ところが、商品の安さと同時に、食の安心安全を脅かすような事件が頻発したこともあり、「安かろう悪かろう」が正しく認識される時代となった。安いものにはワケがある。それが理解できる商品しか売れなくなっていった。つまり、消費者のほうが商品の品質や価格の妥当性に敏感になり、賢くコストパフォーマンスを考えるようになったのである。
商品の持つ価値と価格設定がほぼパラレル(並列)であることが求められる時代──。もはや、回転率や原価率を高く設定するビジネスモデルが人気を博したのも、ひと昔前の潮流になりつつあるようだ。
そこで、店側はますます価格設定に頭を悩ませている。たとえば、人件費や原材料費の高騰を理由に販売価格の値上げもやむなしの昨今とはいえ、単なる価格の値上げは客離れに直結する。
古くは同じ商品が地域により販売価格が異なる「地域価格」を設定した日本マクドナルドが、早晩価格戦略の見直しを迫られた。また、最近では一律値上げで業績不振に陥った鳥貴族も然り。消費者に継続しておトク感を与えられる“一味”がなければ、値上げによる売り上げ増は見込めない。
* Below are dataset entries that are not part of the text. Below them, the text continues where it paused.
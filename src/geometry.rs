//! CPU-side triangle geometry and the errors raised while loading it.
//!
//! [`RawGeometry`] is what every loader produces (glTF parts, STL files,
//! extruded text) before it is handed to a renderer for upload.

use std::path::{Path, PathBuf};

use glam::Vec3;

use crate::gpu::GpuContext;
use crate::mesh::{Mesh, Vertex3d};

/// Why an asset could not be loaded.
#[derive(Debug)]
pub enum LoadError {
    /// The file could not be read.
    Io {
        path: PathBuf,
        source: std::io::Error,
    },
    /// No loader for this file extension.
    UnsupportedFormat(String),
    /// The file was read but its contents are invalid.
    Parse { path: PathBuf, message: String },
    /// The file parsed but contains no triangles.
    EmptyModel(PathBuf),
}

impl LoadError {
    pub fn parse(path: impl AsRef<Path>, message: impl std::fmt::Display) -> Self {
        LoadError::Parse {
            path: path.as_ref().to_path_buf(),
            message: message.to_string(),
        }
    }

    pub fn io(path: impl AsRef<Path>, source: std::io::Error) -> Self {
        LoadError::Io {
            path: path.as_ref().to_path_buf(),
            source,
        }
    }
}

impl std::fmt::Display for LoadError {
    fn fmt(&self, f: &mut std::fmt::Formatter<'_>) -> std::fmt::Result {
        match self {
            LoadError::Io { path, source } => {
                write!(f, "failed to read '{}': {}", path.display(), source)
            }
            LoadError::UnsupportedFormat(ext) => write!(f, "unsupported asset format: '{}'", ext),
            LoadError::Parse { path, message } => {
                write!(f, "failed to parse '{}': {}", path.display(), message)
            }
            LoadError::EmptyModel(path) => write!(f, "'{}' contains no meshes", path.display()),
        }
    }
}

impl std::error::Error for LoadError {
    fn source(&self) -> Option<&(dyn std::error::Error + 'static)> {
        match self {
            LoadError::Io { source, .. } => Some(source),
            _ => None,
        }
    }
}

/// Lower-cased extension of `path`, or an empty string.
pub(crate) fn extension(path: &Path) -> String {
    path.extension()
        .and_then(|e| e.to_str())
        .map(|s| s.to_lowercase())
        .unwrap_or_default()
}

/// Triangle geometry before GPU upload.
#[derive(Clone, Debug, Default, PartialEq)]
pub struct RawGeometry {
    pub vertices: Vec<Vertex3d>,
    /// Triangle list indices into `vertices`.
    pub indices: Vec<u32>,
}

impl RawGeometry {
    pub fn new(vertices: Vec<Vertex3d>, indices: Vec<u32>) -> Self {
        Self { vertices, indices }
    }

    pub fn is_empty(&self) -> bool {
        self.indices.is_empty()
    }

    pub fn triangle_count(&self) -> usize {
        self.indices.len() / 3
    }

    /// Axis-aligned `(min, max)`, or `None` without vertices.
    pub fn bounds(&self) -> Option<(Vec3, Vec3)> {
        let mut points = self.vertices.iter().map(|v| Vec3::from(v.position));
        let first = points.next()?;
        Some(points.fold((first, first), |(min, max), p| (min.min(p), max.max(p))))
    }

    /// Smooth normals: area-weighted average of adjacent face normals.
    pub fn recalculate_normals(&mut self) {
        for v in &mut self.vertices {
            v.normal = [0.0; 3];
        }

        for tri in self.indices.chunks_exact(3) {
            let [i0, i1, i2] = [tri[0] as usize, tri[1] as usize, tri[2] as usize];
            let p0 = Vec3::from(self.vertices[i0].position);
            let p1 = Vec3::from(self.vertices[i1].position);
            let p2 = Vec3::from(self.vertices[i2].position);
            let face = (p1 - p0).cross(p2 - p0);

            for i in [i0, i1, i2] {
                let n = Vec3::from(self.vertices[i].normal) + face;
                self.vertices[i].normal = n.into();
            }
        }

        for v in &mut self.vertices {
            v.normal = Vec3::from(v.normal).normalize_or_zero().into();
        }
    }

    pub fn upload(&self, gpu: &GpuContext) -> Mesh {
        Mesh::new(gpu, &self.vertices, &self.indices)
    }

    /// Parses binary or ASCII STL. Faces keep their stored normal.
    pub fn from_stl<R: std::io::Read + std::io::Seek>(
        reader: &mut R,
        path: &Path,
    ) -> Result<Self, LoadError> {
        let stl = stl_io::read_stl(reader).map_err(|e| LoadError::parse(path, e))?;

        let mut geometry = RawGeometry::default();
        for face in &stl.faces {
            let normal: [f32; 3] = face.normal.into();
            let base = geometry.vertices.len() as u32;
            for &index in &face.vertices {
                let position: [f32; 3] = stl.vertices[index].into();
                geometry
                    .vertices
                    .push(Vertex3d::new(position, normal, [0.0, 0.0]));
            }
            geometry
                .indices
                .extend_from_slice(&[base, base + 1, base + 2]);
        }

        if geometry.is_empty() {
            return Err(LoadError::EmptyModel(path.to_path_buf()));
        }
        Ok(geometry)
    }
}

#[cfg(test)]
mod tests {
    use super::*;

    fn triangle() -> RawGeometry {
        RawGeometry::new(
            vec![
                Vertex3d::new([0.0, 0.0, 0.0], [0.0, 0.0, 1.0], [0.0, 0.0]),
                Vertex3d::new([1.0, 0.0, 0.0], [0.0, 0.0, 1.0], [1.0, 0.0]),
                Vertex3d::new([0.0, 1.0, 0.0], [0.0, 0.0, 1.0], [0.0, 1.0]),
            ],
            vec![0, 1, 2],
        )
    }

    #[test]
    fn bounds_of_empty_geometry() {
        assert!(RawGeometry::default().bounds().is_none());
    }

    #[test]
    fn bounds_cover_every_vertex() {
        let (min, max) = triangle().bounds().unwrap();
        assert_eq!(min, Vec3::ZERO);
        assert_eq!(max, Vec3::new(1.0, 1.0, 0.0));
    }

    #[test]
    fn recalculated_normals_face_ccw_side() {
        let mut geom = triangle();
        for v in &mut geom.vertices {
            v.normal = [1.0, 0.0, 0.0];
        }
        geom.recalculate_normals();
        assert_eq!(geom.vertices[0].normal, [0.0, 0.0, 1.0]);
    }

    #[test]
    fn garbage_stl_is_a_parse_error() {
        let mut cursor = std::io::Cursor::new(b"not an stl".to_vec());
        let err = RawGeometry::from_stl(&mut cursor, Path::new("bad.stl")).unwrap_err();
        assert!(matches!(err, LoadError::Parse { .. } | LoadError::EmptyModel(_)));
    }

    #[test]
    fn errors_name_the_file() {
        let err = LoadError::io(
            "poly.glb",
            std::io::Error::new(std::io::ErrorKind::NotFound, "missing"),
        );
        assert!(err.to_string().contains("poly.glb"));
        assert!(std::error::Error::source(&err).is_some());
    }
}
impl AppConfig {
    pub fn new() -> Self {
        Self::default()
    }

    /// Defaults, with the asset directory taken from `DIORAMA_ASSET_DIR`
    /// when set.
    pub fn from_env() -> Self {
        let mut config = Self::default();
        if let Some(dir) = std::env::var_os(ASSET_DIR_ENV) {
            config.asset_dir = PathBuf::from(dir);
            log::info!("asset dir from {}: '{}'", ASSET_DIR_ENV, config.asset_dir.display());
        }
        config
    }

    pub fn title(mut self, title: impl Into<String>) -> Self {
        self.title = title.into();
        self
    }

    pub fn size(mut self, width: u32, height: u32) -> Self {
        self.width = width;
        self.height = height;
        self
    }

    pub fn msaa_samples(mut self, samples: u32) -> Self {
        self.msaa_samples = samples.max(1);
        self
    }

    pub fn asset_dir(mut self, dir: impl Into<PathBuf>) -> Self {
        self.asset_dir = dir.into();
        self
    }

    pub fn overlay_font(mut self, path: impl Into<PathBuf>, size: f32) -> Self {
        self.overlay_font = Some((path.into(), size));
        self
    }

    pub fn no_overlay_font(mut self) -> Self {
        self.overlay_font = None;
        self
    }
}

/// Events delivered to the window's event loop from other threads.
#[derive(Debug)]
pub enum AppEvent {
    Loaded(LoadOutcome),
}

impl CompletionSink for EventLoopProxy<AppEvent> {
    fn deliver(&self, outcome: LoadOutcome) -> bool {
        self.send_event(AppEvent::Loaded(outcome)).is_ok()
    }

    fn clone_sink(&self) -> Box<dyn CompletionSink> {
        Box::new(self.clone())
    }
}
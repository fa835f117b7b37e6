//! Background asset loading.
//!
//! Each request reads and parses its file on a short-lived worker thread.
//! The parsed result travels back as a [`LoadOutcome`] through a
//! [`CompletionSink`]: the window's event loop proxy in the app, a plain
//! channel in tests. Nothing here touches the GPU or the scene; outcomes are
//! applied on the event-loop thread.

use std::path::{Path, PathBuf};
use std::sync::mpsc;

use crate::assets::FontAtlasData;
use crate::geometry::LoadError;
use crate::model::ModelData;
use crate::typeface::Typeface;

/// What to parse a file as.
#[derive(Clone, Copy, Debug, PartialEq)]
pub enum AssetKind {
    /// glTF/GLB or STL model.
    Model,
    /// Typeface JSON outline font for 3D text.
    Typeface,
    /// TTF/OTF font rasterized at `size` pixels for overlay labels.
    OverlayFont { size: f32 },
}

/// A parsed asset, ready to be uploaded.
#[derive(Debug)]
pub enum Asset {
    Model(ModelData),
    Typeface(Typeface),
    OverlayFont(FontAtlasData),
}

impl Asset {
    pub fn kind_name(&self) -> &'static str {
        match self {
            Asset::Model(_) => "model",
            Asset::Typeface(_) => "typeface",
            Asset::OverlayFont(_) => "overlay font",
        }
    }

    pub fn into_model(self) -> Option<ModelData> {
        match self {
            Asset::Model(model) => Some(model),
            _ => None,
        }
    }

    pub fn into_typeface(self) -> Option<Typeface> {
        match self {
            Asset::Typeface(font) => Some(font),
            _ => None,
        }
    }

    pub fn into_overlay_font(self) -> Option<FontAtlasData> {
        match self {
            Asset::OverlayFont(font) => Some(font),
            _ => None,
        }
    }
}

/// Identifies one load request.
#[derive(Clone, Copy, Debug, PartialEq, Eq, Hash, PartialOrd, Ord)]
pub struct RequestId(u64);

/// A finished load, successful or not.
#[derive(Debug)]
pub struct LoadOutcome {
    pub id: RequestId,
    pub path: PathBuf,
    pub result: Result<Asset, LoadError>,
}

/// Where worker threads deliver outcomes.
pub trait CompletionSink: Send + 'static {
    /// Hands over an outcome. Returns `false` if the receiver is gone.
    fn deliver(&self, outcome: LoadOutcome) -> bool;

    /// A sink for another worker thread.
    fn clone_sink(&self) -> Box<dyn CompletionSink>;
}

impl CompletionSink for mpsc::Sender<LoadOutcome> {
    fn deliver(&self, outcome: LoadOutcome) -> bool {
        self.send(outcome).is_ok()
    }

    fn clone_sink(&self) -> Box<dyn CompletionSink> {
        Box::new(self.clone())
    }
}

/// Reads and parses `path` on the calling thread.
pub fn load_asset(path: &Path, kind: AssetKind) -> Result<Asset, LoadError> {
    match kind {
        AssetKind::Model => ModelData::load(path).map(Asset::Model),
        AssetKind::Typeface => Typeface::load(path).map(Asset::Typeface),
        AssetKind::OverlayFont { size } => FontAtlasData::load(path, size).map(Asset::OverlayFont),
    }
}

/// Spawns a worker per request and reports through a sink.
pub struct AssetLoader {
    asset_dir: PathBuf,
    sink: Box<dyn CompletionSink>,
    next_id: u64,
}

impl AssetLoader {
    pub fn new(asset_dir: impl Into<PathBuf>, sink: Box<dyn CompletionSink>) -> Self {
        Self {
            asset_dir: asset_dir.into(),
            sink,
            next_id: 0,
        }
    }

    pub fn asset_dir(&self) -> &Path {
        &self.asset_dir
    }

    /// Relative paths resolve against the asset directory.
    pub fn resolve(&self, path: impl AsRef<Path>) -> PathBuf {
        let path = path.as_ref();
        if path.is_absolute() {
            path.to_path_buf()
        } else {
            self.asset_dir.join(path)
        }
    }

    /// Starts loading `path` in the background.
    pub fn request(&mut self, path: impl AsRef<Path>, kind: AssetKind) -> RequestId {
        let id = RequestId(self.next_id);
        self.next_id += 1;

        let path = self.resolve(path);
        log::info!("loading {:?} from '{}'", kind, path.display());

        let sink = self.sink.clone_sink();
        let worker_path = path.clone();
        let spawned = std::thread::Builder::new()
            .name(format!("diorama-load-{}", id.0))
            .spawn(move || {
                let result = load_asset(&worker_path, kind);
                let outcome = LoadOutcome {
                    id,
                    path: worker_path,
                    result,
                };
                if !sink.deliver(outcome) {
                    log::debug!("load {:?} finished after its receiver closed", id);
                }
            });

        if let Err(e) = spawned {
            log::error!("could not spawn loader thread: {}", e);
            self.sink.deliver(LoadOutcome {
                id,
                result: Err(LoadError::io(&path, e)),
                path,
            });
        }

        id
    }
}

#[cfg(test)]
mod tests {
    use std::time::Duration;

    use super::*;
    use crate::typeface::tests::TEST_FONT;

    fn temp_file(name: &str, contents: &[u8]) -> PathBuf {
        let dir = std::env::temp_dir().join(format!("diorama-loader-{}", std::process::id()));
        std::fs::create_dir_all(&dir).unwrap();
        let path = dir.join(name);
        std::fs::write(&path, contents).unwrap();
        path
    }

    fn channel_loader(dir: &Path) -> (AssetLoader, mpsc::Receiver<LoadOutcome>) {
        let (tx, rx) = mpsc::channel();
        (AssetLoader::new(dir, Box::new(tx)), rx)
    }

    #[test]
    fn relative_paths_use_asset_dir() {
        let (loader, _rx) = channel_loader(Path::new("/srv/assets"));
        assert_eq!(loader.resolve("poly.glb"), PathBuf::from("/srv/assets/poly.glb"));
        assert_eq!(loader.resolve("/abs/3dpea.glb"), PathBuf::from("/abs/3dpea.glb"));
    }

    #[test]
    fn typeface_loads_in_background() {
        let path = temp_file("test.typeface.json", TEST_FONT.as_bytes());
        let (mut loader, rx) = channel_loader(path.parent().unwrap());

        let id = loader.request("test.typeface.json", AssetKind::Typeface);
        let outcome = rx.recv_timeout(Duration::from_secs(10)).unwrap();

        assert_eq!(outcome.id, id);
        let font = outcome.result.unwrap().into_typeface().unwrap();
        assert_eq!(font.glyph_count(), 5);
    }

    #[test]
    fn failures_arrive_as_outcomes() {
        let (mut loader, rx) = channel_loader(Path::new("/no/such/dir"));

        let missing = loader.request("3dpea.glb", AssetKind::Model);
        let unsupported = loader.request("notes.txt", AssetKind::Model);
        assert_ne!(missing, unsupported);

        let mut outcomes: Vec<LoadOutcome> = (0..2)
            .map(|_| rx.recv_timeout(Duration::from_secs(10)).unwrap())
            .collect();
        outcomes.sort_by_key(|o| o.id);

        assert!(matches!(outcomes[0].result, Err(LoadError::Io { .. })));
        assert!(matches!(
            outcomes[1].result,
            Err(LoadError::UnsupportedFormat(_))
        ));
    }

    #[test]
    fn wrong_asset_kind_yields_none() {
        let path = temp_file("kind.typeface.json", TEST_FONT.as_bytes());
        let asset = load_asset(&path, AssetKind::Typeface).unwrap();
        assert_eq!(asset.kind_name(), "typeface");
        assert!(asset.into_model().is_none());
    }

    #[test]
    fn closed_receiver_does_not_panic_workers() {
        let (mut loader, rx) = channel_loader(Path::new("/no/such/dir"));
        drop(rx);
        loader.request("poly.glb", AssetKind::Model);
    }
}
さらに、今年の10月には消費税増税が控えている。コンビニや外食チェーンなどの飲食料品は持ち帰れば軽減税率が適用されて従来の税率8%のままだが、店内で食べれば10%の消費税がかかる。これにより持ち帰りの客が増えたとしても、当然ながら店側には梱包資材などのコストが余計に必要となり、企業業績に直結する支出増となる。また、キャッシュレス決済に対応することで消費者へのポイント還元なども予定されているが、店にとってはキャッシュレス時代への対応コストも膨大になる。